Insights into deregulated TNF and IL-10 production in malaria: implications for understanding severe malarial anaemia
1 Institut Pasteur, Unité d’Immunologie Moléculaire des Parasites URA CNRS 2581, Paris, France
2 Immunology Department, Noguchi Memorial Institute for Medical Research, College of Health Sciences, University of Ghana, Accra, Ghana
3 Department of Hematology, School of Allied Health Sciences, College of Health Sciences, University of Ghana, Accra, Ghana
4 Department of Child Health, University of Ghana Medical School, College of Health Sciences, University of Ghana, Legon, Accra, Ghana
5 Centre for Medical Parasitology, Copenhagen University Hospital (Rigshospitalet), Copenhagen, Denmark
6 Department of Clinical Microbiology, Copenhagen University Hospital (Rigshospitalet), Copenhagen, Denmark
7 Department of Infectious Diseases, Copenhagen University Hospital (Rigshospitalet), Copenhagen, Denmark
8 Department of International Health, Immunology, and Microbiology (ISIM), University of Copenhagen, Copenhagen, Denmark
9 UMR CNRS 5164, Bordeaux, France
10 Université de Bordeaux, Bordeaux, France
Malaria Journal 2012, 11:253 doi:10.1186/1475-2875-11-253Published: 1 August 2012
Severe malarial anaemia (SMA) is a major life-threatening complication of paediatric malaria. Protracted production of pro-inflammatory cytokines promoting erythrophagocytosis and depressing erythropoiesis is thought to play an important role in SMA, which is characterized by a high TNF/IL-10 ratio. Whether this TNF/IL-10 imbalance results from an intrinsic incapacity of SMA patients to produce IL-10 or from an IL-10 unresponsiveness to infection is unknown. Monocytes and T cells are recognized as the main sources of TNF and IL-10 in vivo, but little is known about the activation status of those cells in SMA patients.

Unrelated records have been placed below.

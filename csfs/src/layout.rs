use std::io::Result as IoResult;

use bincode::{Decode, Encode};

use crate::{err, geom::Geometry};

/// Bytes per block; the unit of every device transfer.
pub const BLOCK_SIZE: usize = 128;

/// An in-memory copy of one device block.
pub type Block = [u8; BLOCK_SIZE];

/// Format identifier at offset 0 of block 0.
pub const MAGIC: [u8; 5] = *b"CSFS1";

/// Allocation-table entry: block is free for allocation.
pub const FAT_FREE: u32 = 0x0000_0000;

/// Allocation-table entry: block belongs to the metadata region.
pub const FAT_RESERVED: u32 = 0xFFFF_FFFE;

/// Allocation-table entry: last block of a chain.
pub const FAT_EOC: u32 = 0xFFFF_FFFF;

/// Allocation-table entries per block.
pub const FAT_PER_BLOCK: usize = BLOCK_SIZE / 4;

/// Bytes per directory entry.
pub const DIRENT_SIZE: usize = 64;

/// Directory entries per block.
pub const DIRENTS_PER_BLOCK: usize = BLOCK_SIZE / DIRENT_SIZE;

/// Upper bound on directory entries; small devices get a smaller
/// power of two (see [`Layout::compute`]).
pub const DIR_ENTRIES_MAX: u32 = 64;

/// Longest permitted file name; `Dirent::name` is nul-padded.
pub const NAME_MAX: usize = 31;

/// Block 0 of a formatted device.
///
/// Fixed-offset binary record: magic at 0, geometry at 16 and 24, the six
/// layout counters at 40..64, zero elsewhere.
#[derive(Debug, Clone, Encode, Decode, PartialEq, Eq)]
pub struct Superblock {
	pub magic:        [u8; 5],
	pad0:             [u8; 11],
	pub cylinders:    u64, // offset 16
	pub sectors:      u64, // offset 24
	pad1:             [u8; 8],
	pub total_blocks: u32, // offset 40
	pub fat_start:    u32, // offset 44
	pub fat_len:      u32, // offset 48
	pub dir_start:    u32, // offset 52
	pub dir_len:      u32, // offset 56
	pub dir_entries:  u32, // offset 60
	pad2:             [u8; 64],
}

impl Superblock {
	pub fn new(geom: &Geometry, layout: &Layout) -> Self {
		Self {
			magic: MAGIC,
			pad0: [0; 11],
			cylinders: geom.cylinders,
			sectors: geom.sectors,
			pad1: [0; 8],
			total_blocks: layout.total_blocks,
			fat_start: layout.fat_start,
			fat_len: layout.fat_len,
			dir_start: layout.dir_start,
			dir_len: layout.dir_len,
			dir_entries: layout.dir_entries,
			pad2: [0; 64],
		}
	}
}

/// One 64-byte directory record; two per block.
#[derive(Debug, Clone, Encode, Decode, PartialEq, Eq)]
pub struct Dirent {
	name:       [u8; 32],
	pub length: u32, // offset 32
	pub first:  u32, // offset 36
	pub used:   u8,  // offset 40
	pad:        [u8; 23],
}

impl Dirent {
	/// A fresh zero-length entry.  `name` must already be validated.
	pub fn new(name: &str) -> Self {
		let mut ent = Self::empty();
		ent.name[..name.len()].copy_from_slice(name.as_bytes());
		ent.first = FAT_EOC;
		ent.used = 1;
		ent
	}

	/// The all-zero record of an unused slot.
	pub fn empty() -> Self {
		Self {
			name:   [0; 32],
			length: 0,
			first:  0,
			used:   0,
			pad:    [0; 23],
		}
	}

	pub fn name(&self) -> &str {
		let end = self.name.iter().position(|&b| b == 0).unwrap_or(self.name.len());
		std::str::from_utf8(&self.name[..end]).unwrap_or("")
	}
}

/// Where the metadata regions live: derived from the geometry at format
/// time and recorded in the superblock, which is authoritative afterwards.
#[derive(Debug, Clone, Copy, PartialEq, Eq)]
pub struct Layout {
	pub total_blocks: u32,
	pub fat_start:    u32,
	pub fat_len:      u32,
	pub dir_start:    u32,
	pub dir_len:      u32,
	pub dir_entries:  u32,
}

impl Layout {
	/// Place the metadata for a device of this geometry: superblock at 0,
	/// allocation table from block 1, directory right after.  The entry
	/// count starts at [`DIR_ENTRIES_MAX`] and halves until at least one
	/// data block remains.
	pub fn compute(geom: &Geometry) -> IoResult<Self> {
		let total = geom.total_blocks();
		if total >= FAT_RESERVED as u64 {
			// linear indices must stay clear of the entry markers
			return Err(err!(EINVAL));
		}
		let total = total as u32;
		let fat_len = total.div_ceil(FAT_PER_BLOCK as u32);

		let mut entries = DIR_ENTRIES_MAX;
		while entries >= 2 {
			let dir_len = entries / DIRENTS_PER_BLOCK as u32;
			if 1 + fat_len + dir_len < total {
				return Ok(Self {
					total_blocks: total,
					fat_start: 1,
					fat_len,
					dir_start: 1 + fat_len,
					dir_len,
					dir_entries: entries,
				});
			}
			entries /= 2;
		}
		Err(err!(ENOSPC))
	}

	/// Adopt the layout recorded by a previous format, iff the magic tag
	/// matches and the record is consistent with the device it sits on.
	pub fn from_superblock(sb: &Superblock, geom: &Geometry) -> Option<Self> {
		if sb.magic != MAGIC {
			return None;
		}
		if sb.cylinders != geom.cylinders || sb.sectors != geom.sectors {
			log::warn!(
				"superblock geometry {}x{} does not match device {}x{}",
				sb.cylinders,
				sb.sectors,
				geom.cylinders,
				geom.sectors
			);
			return None;
		}
		let layout = Self {
			total_blocks: sb.total_blocks,
			fat_start:    sb.fat_start,
			fat_len:      sb.fat_len,
			dir_start:    sb.dir_start,
			dir_len:      sb.dir_len,
			dir_entries:  sb.dir_entries,
		};
		let sane = layout.total_blocks as u64 == geom.total_blocks()
			&& layout.fat_start == 1
			&& layout.fat_len == layout.total_blocks.div_ceil(FAT_PER_BLOCK as u32)
			&& layout.dir_start == layout.fat_start + layout.fat_len
			&& layout.dir_entries.is_power_of_two()
			&& layout.dir_entries >= 2
			&& layout.dir_len == layout.dir_entries / DIRENTS_PER_BLOCK as u32
			&& layout.data_start() < layout.total_blocks;
		if !sane {
			log::warn!("superblock carries an inconsistent layout: {layout:?}");
			return None;
		}
		Some(layout)
	}

	pub fn superblock(&self, geom: &Geometry) -> Superblock {
		Superblock::new(geom, self)
	}

	/// First block available to file data.
	pub fn data_start(&self) -> u32 {
		self.dir_start + self.dir_len
	}
}

#[cfg(test)]
mod t {
	use rstest::rstest;

	use super::*;
	use crate::codec;

	#[test]
	fn superblock_offsets() {
		let geom = Geometry::new(0x0102, 0x0304);
		let layout = Layout {
			total_blocks: 0xAAAA,
			fat_start:    1,
			fat_len:      0xBBBB,
			dir_start:    0xCCCC,
			dir_len:      0xDDDD,
			dir_entries:  0xEEEE,
		};
		let mut buf = [0u8; BLOCK_SIZE];
		let n = codec::encode(&Superblock::new(&geom, &layout), &mut buf).unwrap();
		assert_eq!(n, BLOCK_SIZE);

		assert_eq!(&buf[0..5], b"CSFS1");
		assert_eq!(buf[16..24], [0x02, 0x01, 0, 0, 0, 0, 0, 0]);
		assert_eq!(buf[24..32], [0x04, 0x03, 0, 0, 0, 0, 0, 0]);
		assert_eq!(buf[40..44], [0xAA, 0xAA, 0, 0]);
		assert_eq!(buf[44..48], [0x01, 0, 0, 0]);
		assert_eq!(buf[48..52], [0xBB, 0xBB, 0, 0]);
		assert_eq!(buf[52..56], [0xCC, 0xCC, 0, 0]);
		assert_eq!(buf[56..60], [0xDD, 0xDD, 0, 0]);
		assert_eq!(buf[60..64], [0xEE, 0xEE, 0, 0]);
		assert!(buf[5..16].iter().all(|&b| b == 0));
		assert!(buf[64..].iter().all(|&b| b == 0));
	}

	#[test]
	fn superblock_roundtrip() {
		let geom = Geometry::new(16, 16);
		let layout = Layout::compute(&geom).unwrap();
		let sb = layout.superblock(&geom);

		let mut buf = [0u8; BLOCK_SIZE];
		codec::encode(&sb, &mut buf).unwrap();
		let back: Superblock = codec::decode(&buf).unwrap();
		assert_eq!(back, sb);
		assert_eq!(Layout::from_superblock(&back, &geom), Some(layout));
	}

	#[test]
	fn superblock_rejects_foreign_device() {
		let geom = Geometry::new(16, 16);
		let layout = Layout::compute(&geom).unwrap();
		let sb = layout.superblock(&geom);

		let other = Geometry::new(16, 8);
		assert_eq!(Layout::from_superblock(&sb, &other), None);

		let mut bad = sb.clone();
		bad.magic = *b"XSFS1";
		assert_eq!(Layout::from_superblock(&bad, &geom), None);
	}

	#[test]
	fn dirent_offsets() {
		let mut ent = Dirent::new("hello");
		ent.length = 0x0102_0304;
		ent.first = 0x0A0B_0C0D;

		let mut buf = [0u8; DIRENT_SIZE];
		let n = codec::encode(&ent, &mut buf).unwrap();
		assert_eq!(n, DIRENT_SIZE);

		assert_eq!(&buf[0..5], b"hello");
		assert!(buf[5..32].iter().all(|&b| b == 0));
		assert_eq!(buf[32..36], [0x04, 0x03, 0x02, 0x01]);
		assert_eq!(buf[36..40], [0x0D, 0x0C, 0x0B, 0x0A]);
		assert_eq!(buf[40], 1);
		assert!(buf[41..].iter().all(|&b| b == 0));

		let back: Dirent = codec::decode(&buf).unwrap();
		assert_eq!(back, ent);
		assert_eq!(back.name(), "hello");
	}

	#[test]
	fn fresh_dirent_is_an_empty_file() {
		let ent = Dirent::new("f");
		assert_eq!(ent.length, 0);
		assert_eq!(ent.first, FAT_EOC);
		assert_eq!(ent.used, 1);
	}

	#[rstest]
	#[case(2, 4, 8, 1, 4)] // 8 blocks: sb + 1 fat + 4 dir leaves 2 data blocks
	#[case(16, 16, 64, 8, 32)]
	#[case(100, 100, 64, 313, 32)]
	fn compute(
		#[case] c: u64,
		#[case] s: u64,
		#[case] entries: u32,
		#[case] fat_len: u32,
		#[case] dir_len: u32,
	) {
		let layout = Layout::compute(&Geometry::new(c, s)).unwrap();
		assert_eq!(layout.dir_entries, entries);
		assert_eq!(layout.fat_start, 1);
		assert_eq!(layout.fat_len, fat_len);
		assert_eq!(layout.dir_start, 1 + fat_len);
		assert_eq!(layout.dir_len, dir_len);
		assert!(layout.data_start() < layout.total_blocks);
	}

	#[test]
	fn compute_rejects_tiny_devices() {
		// 3 blocks cannot hold superblock, table, directory and data
		let e = Layout::compute(&Geometry::new(1, 3)).unwrap_err();
		assert_eq!(e.raw_os_error(), Some(libc::ENOSPC));
	}
}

The IL-10 and TNF production capacity and the activation phenotype of monocytes and T cells were compared in samples collected from 332 Ghanaian children with non-overlapping SMA (n = 108), cerebral malaria (CM) (n = 144) or uncomplicated malaria (UM) (n = 80) syndromes. Activation status of monocytes and T cells was ascertained by measuring HLA-DR+ and/or CD69+ surface expression by flow cytometry. The TNF and IL-10 production was assessed in a whole-blood assay after or not stimulation with lipopolysaccharide (LPS) or phytohaemaglutinin (PHA) used as surrogate of unspecific monocyte and T cell stimulant. The number of circulating pigmented monocytes was also determined.
Monocytes and T cells from SMA and CM patients showed similar activation profiles with a comparable decreased HLA-DR expression on monocytes and increased frequency of CD69+ and HLA-DR+ T cells. In contrast, the acute-phase IL-10 production was markedly decreased in SMA compared to CM (P = .003) and UM (P = .004). Although in SMA the IL-10 response to LPS-stimulation was larger in amplitude than in CM (P = .0082), the absolute levels of IL-10 reached were lower (P = .013). Both the amplitude and levels of TNF produced in response to LPS-stimulation were larger in SMA than CM (P = .019). In response to PHA-stimulation, absolute levels of IL-10 produced in SMA were lower than in CM (P = .005) contrasting with TNF levels, which were higher (P = .001).
These data reveal that SMA patients have the potential to mount efficient IL-10 responses and that the TNF/IL-10 imbalance may reflect a specific monocyte and T cell programming/polarization pattern in response to infection.